___ EXERCISE DATA
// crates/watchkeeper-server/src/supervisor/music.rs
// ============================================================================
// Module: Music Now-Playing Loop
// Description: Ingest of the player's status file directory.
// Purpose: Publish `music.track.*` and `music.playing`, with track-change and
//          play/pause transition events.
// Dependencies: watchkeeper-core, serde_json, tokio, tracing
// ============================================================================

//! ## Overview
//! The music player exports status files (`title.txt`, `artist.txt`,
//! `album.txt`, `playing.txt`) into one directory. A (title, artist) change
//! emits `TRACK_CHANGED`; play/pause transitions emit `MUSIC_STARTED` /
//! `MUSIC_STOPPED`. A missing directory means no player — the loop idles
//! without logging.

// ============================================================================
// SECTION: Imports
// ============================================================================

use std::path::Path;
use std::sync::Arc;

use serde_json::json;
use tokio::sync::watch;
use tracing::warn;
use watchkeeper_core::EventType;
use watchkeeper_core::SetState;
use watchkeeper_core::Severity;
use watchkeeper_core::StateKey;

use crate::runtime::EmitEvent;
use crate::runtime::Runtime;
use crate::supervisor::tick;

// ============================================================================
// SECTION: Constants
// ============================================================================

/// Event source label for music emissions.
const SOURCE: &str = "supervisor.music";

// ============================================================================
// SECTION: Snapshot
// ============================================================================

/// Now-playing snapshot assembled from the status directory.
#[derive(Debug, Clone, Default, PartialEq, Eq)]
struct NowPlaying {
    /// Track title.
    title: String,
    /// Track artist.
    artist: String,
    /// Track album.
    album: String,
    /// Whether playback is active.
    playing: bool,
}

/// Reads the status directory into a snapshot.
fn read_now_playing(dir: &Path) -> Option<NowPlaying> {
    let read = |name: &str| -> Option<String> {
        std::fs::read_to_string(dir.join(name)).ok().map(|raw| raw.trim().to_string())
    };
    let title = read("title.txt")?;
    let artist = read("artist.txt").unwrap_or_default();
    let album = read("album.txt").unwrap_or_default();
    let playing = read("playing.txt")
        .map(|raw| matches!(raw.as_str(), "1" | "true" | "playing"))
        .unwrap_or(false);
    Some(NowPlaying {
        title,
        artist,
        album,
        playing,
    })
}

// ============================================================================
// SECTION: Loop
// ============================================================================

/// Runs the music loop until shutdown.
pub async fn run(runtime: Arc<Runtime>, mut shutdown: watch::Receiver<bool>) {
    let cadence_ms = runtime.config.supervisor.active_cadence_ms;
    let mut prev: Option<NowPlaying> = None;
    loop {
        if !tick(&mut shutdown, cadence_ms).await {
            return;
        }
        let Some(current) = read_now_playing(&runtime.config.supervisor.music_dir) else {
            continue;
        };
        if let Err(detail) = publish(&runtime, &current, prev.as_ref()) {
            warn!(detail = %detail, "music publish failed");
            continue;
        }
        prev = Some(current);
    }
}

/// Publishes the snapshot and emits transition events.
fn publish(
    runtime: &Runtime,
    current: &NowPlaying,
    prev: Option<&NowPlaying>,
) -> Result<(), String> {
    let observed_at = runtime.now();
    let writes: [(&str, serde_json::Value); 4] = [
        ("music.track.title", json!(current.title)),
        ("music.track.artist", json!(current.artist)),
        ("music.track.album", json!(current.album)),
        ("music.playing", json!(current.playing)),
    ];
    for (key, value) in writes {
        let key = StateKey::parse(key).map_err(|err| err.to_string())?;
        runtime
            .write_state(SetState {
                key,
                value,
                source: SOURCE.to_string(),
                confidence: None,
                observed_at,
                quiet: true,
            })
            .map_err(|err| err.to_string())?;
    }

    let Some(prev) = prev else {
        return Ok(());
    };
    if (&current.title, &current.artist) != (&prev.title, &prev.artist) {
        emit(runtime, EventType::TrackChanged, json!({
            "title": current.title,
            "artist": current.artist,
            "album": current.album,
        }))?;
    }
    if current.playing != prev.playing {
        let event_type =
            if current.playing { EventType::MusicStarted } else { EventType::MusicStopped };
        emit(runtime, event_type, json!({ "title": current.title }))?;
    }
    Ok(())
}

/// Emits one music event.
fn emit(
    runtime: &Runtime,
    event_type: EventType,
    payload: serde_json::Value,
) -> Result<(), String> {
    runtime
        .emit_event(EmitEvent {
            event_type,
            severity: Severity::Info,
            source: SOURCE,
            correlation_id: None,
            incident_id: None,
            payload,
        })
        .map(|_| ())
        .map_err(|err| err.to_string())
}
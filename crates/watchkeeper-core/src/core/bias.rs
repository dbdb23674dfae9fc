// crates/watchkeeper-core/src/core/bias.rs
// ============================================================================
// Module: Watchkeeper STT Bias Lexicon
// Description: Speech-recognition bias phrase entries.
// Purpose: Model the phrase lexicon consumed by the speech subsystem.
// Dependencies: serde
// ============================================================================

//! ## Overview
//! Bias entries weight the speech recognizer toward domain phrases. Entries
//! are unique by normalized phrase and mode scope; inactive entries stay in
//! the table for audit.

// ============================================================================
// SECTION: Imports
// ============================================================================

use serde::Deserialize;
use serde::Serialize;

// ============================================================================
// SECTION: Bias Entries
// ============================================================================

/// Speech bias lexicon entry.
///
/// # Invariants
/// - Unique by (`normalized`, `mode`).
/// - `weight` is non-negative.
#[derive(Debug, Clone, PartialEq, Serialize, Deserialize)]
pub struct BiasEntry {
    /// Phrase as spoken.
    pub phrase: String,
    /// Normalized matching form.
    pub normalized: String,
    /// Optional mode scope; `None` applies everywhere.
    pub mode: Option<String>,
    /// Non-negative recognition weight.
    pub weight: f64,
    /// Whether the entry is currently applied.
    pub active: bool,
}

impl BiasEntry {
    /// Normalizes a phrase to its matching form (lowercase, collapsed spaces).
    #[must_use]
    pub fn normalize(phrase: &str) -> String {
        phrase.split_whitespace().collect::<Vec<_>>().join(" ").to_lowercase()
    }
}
______
___ EXERCISE DATA
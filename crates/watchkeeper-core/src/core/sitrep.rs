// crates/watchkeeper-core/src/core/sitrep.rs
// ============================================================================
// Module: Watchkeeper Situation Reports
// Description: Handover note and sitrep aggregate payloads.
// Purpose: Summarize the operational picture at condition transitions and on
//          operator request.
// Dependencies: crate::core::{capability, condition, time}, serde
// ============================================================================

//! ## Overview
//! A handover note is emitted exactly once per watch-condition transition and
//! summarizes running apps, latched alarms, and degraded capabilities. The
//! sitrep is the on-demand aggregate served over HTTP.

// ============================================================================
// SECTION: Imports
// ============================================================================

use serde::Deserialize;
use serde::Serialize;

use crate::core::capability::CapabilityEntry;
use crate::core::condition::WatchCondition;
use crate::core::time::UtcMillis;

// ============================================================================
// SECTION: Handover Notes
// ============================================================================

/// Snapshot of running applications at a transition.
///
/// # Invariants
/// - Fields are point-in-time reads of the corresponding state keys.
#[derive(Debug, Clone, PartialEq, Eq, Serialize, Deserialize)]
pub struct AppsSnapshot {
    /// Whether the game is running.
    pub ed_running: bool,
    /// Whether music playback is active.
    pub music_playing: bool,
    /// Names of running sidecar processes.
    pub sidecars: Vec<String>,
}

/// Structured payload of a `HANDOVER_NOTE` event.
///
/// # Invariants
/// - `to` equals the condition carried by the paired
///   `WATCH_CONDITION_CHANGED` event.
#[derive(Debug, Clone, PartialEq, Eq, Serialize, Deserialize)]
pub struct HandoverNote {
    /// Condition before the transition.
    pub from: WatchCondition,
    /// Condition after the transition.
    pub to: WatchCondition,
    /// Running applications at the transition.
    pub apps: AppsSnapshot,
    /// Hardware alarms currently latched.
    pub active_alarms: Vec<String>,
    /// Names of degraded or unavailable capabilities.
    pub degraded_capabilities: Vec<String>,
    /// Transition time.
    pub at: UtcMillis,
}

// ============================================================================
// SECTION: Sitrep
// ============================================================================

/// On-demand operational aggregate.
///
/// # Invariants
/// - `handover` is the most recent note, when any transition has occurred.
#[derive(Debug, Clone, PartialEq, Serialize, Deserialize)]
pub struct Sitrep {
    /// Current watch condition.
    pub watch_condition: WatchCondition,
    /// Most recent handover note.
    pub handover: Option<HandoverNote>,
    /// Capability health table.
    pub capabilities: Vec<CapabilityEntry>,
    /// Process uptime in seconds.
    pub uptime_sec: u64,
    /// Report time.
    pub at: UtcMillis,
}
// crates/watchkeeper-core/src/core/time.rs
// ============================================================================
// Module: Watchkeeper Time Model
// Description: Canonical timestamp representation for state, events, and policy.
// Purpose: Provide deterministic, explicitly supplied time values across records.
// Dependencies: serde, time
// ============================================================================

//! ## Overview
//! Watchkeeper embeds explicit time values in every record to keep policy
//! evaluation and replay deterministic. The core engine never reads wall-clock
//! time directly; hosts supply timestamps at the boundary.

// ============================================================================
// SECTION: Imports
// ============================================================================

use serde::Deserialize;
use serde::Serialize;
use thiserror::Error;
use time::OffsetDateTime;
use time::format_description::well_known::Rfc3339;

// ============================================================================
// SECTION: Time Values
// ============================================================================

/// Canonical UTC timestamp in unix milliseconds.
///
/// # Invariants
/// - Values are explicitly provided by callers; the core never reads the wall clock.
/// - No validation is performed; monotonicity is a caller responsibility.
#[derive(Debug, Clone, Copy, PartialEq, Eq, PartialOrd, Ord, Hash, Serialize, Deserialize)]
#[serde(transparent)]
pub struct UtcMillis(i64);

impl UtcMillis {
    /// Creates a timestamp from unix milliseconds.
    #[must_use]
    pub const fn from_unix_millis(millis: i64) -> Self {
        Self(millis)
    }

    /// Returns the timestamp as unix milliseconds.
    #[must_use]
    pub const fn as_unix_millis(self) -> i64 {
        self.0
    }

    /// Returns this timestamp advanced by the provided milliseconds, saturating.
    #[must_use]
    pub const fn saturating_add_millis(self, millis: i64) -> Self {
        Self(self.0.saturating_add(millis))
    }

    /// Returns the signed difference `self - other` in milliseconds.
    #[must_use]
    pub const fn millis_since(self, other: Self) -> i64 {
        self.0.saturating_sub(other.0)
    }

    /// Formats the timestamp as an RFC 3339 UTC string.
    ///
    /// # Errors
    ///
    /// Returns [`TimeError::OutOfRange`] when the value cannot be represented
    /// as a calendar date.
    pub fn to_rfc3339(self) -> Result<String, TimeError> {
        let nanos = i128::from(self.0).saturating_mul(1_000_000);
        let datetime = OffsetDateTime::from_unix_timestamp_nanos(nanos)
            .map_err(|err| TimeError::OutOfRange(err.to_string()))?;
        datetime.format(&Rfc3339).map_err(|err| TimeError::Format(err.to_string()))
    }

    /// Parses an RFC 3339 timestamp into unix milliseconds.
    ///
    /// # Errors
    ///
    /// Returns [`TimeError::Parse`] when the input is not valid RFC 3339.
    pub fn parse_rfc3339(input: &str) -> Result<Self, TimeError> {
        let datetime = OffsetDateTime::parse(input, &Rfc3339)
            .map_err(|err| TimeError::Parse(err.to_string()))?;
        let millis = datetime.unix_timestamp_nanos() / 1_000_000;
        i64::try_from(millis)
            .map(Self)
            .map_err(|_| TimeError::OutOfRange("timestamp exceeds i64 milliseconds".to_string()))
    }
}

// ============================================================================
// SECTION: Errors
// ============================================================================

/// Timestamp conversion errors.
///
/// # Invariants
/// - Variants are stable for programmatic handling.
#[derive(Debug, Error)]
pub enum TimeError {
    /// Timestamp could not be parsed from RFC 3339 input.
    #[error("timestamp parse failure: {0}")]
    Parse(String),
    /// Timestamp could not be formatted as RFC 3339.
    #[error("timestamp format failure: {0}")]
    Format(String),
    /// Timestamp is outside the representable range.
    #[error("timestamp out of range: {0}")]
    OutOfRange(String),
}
______
___ EXERCISE DATA
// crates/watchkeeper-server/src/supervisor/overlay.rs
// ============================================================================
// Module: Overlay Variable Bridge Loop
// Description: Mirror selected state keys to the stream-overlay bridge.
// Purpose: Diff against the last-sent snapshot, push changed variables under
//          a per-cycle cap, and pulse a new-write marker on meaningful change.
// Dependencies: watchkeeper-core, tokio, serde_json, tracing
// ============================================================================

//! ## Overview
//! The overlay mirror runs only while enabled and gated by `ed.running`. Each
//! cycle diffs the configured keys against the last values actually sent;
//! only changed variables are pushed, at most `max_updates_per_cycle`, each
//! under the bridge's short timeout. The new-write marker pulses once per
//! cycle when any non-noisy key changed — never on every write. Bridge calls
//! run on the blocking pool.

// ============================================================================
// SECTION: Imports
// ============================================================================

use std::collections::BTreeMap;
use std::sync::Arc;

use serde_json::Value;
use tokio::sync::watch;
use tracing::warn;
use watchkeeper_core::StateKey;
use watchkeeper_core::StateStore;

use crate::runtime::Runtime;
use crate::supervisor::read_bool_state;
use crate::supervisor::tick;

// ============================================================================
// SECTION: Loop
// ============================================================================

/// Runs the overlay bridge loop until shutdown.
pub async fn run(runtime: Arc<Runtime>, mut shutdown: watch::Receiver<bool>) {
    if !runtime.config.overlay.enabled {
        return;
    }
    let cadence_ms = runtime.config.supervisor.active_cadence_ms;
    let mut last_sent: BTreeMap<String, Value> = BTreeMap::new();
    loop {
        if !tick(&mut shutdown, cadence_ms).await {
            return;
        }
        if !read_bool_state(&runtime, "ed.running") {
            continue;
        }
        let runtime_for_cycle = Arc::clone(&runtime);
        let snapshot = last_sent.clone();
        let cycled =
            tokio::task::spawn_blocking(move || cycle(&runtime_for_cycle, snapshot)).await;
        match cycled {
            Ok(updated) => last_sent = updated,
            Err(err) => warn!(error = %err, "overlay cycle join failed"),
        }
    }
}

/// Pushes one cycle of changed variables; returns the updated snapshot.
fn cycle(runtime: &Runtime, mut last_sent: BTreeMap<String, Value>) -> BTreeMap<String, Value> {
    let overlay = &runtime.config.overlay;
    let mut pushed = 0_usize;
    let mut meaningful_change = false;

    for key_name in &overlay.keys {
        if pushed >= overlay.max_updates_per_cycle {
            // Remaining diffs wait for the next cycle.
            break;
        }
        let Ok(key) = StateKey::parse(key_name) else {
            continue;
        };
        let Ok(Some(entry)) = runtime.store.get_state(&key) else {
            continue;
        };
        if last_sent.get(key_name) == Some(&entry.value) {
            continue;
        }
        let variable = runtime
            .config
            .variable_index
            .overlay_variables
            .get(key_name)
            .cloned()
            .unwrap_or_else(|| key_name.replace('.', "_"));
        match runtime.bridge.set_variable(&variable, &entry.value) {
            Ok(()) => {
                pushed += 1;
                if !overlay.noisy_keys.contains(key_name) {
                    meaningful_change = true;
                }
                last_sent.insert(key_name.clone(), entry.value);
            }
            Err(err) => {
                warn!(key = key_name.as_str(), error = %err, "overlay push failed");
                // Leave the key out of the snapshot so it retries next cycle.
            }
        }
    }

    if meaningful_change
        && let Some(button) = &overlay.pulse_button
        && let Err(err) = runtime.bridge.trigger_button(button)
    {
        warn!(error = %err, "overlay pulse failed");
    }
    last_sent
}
______
(WORK REQUIRED):
Look at each line above and note whether it holds the word "matching". Report how many do, as the number only.

(RESPONSE TO THIS EXERCISE):
2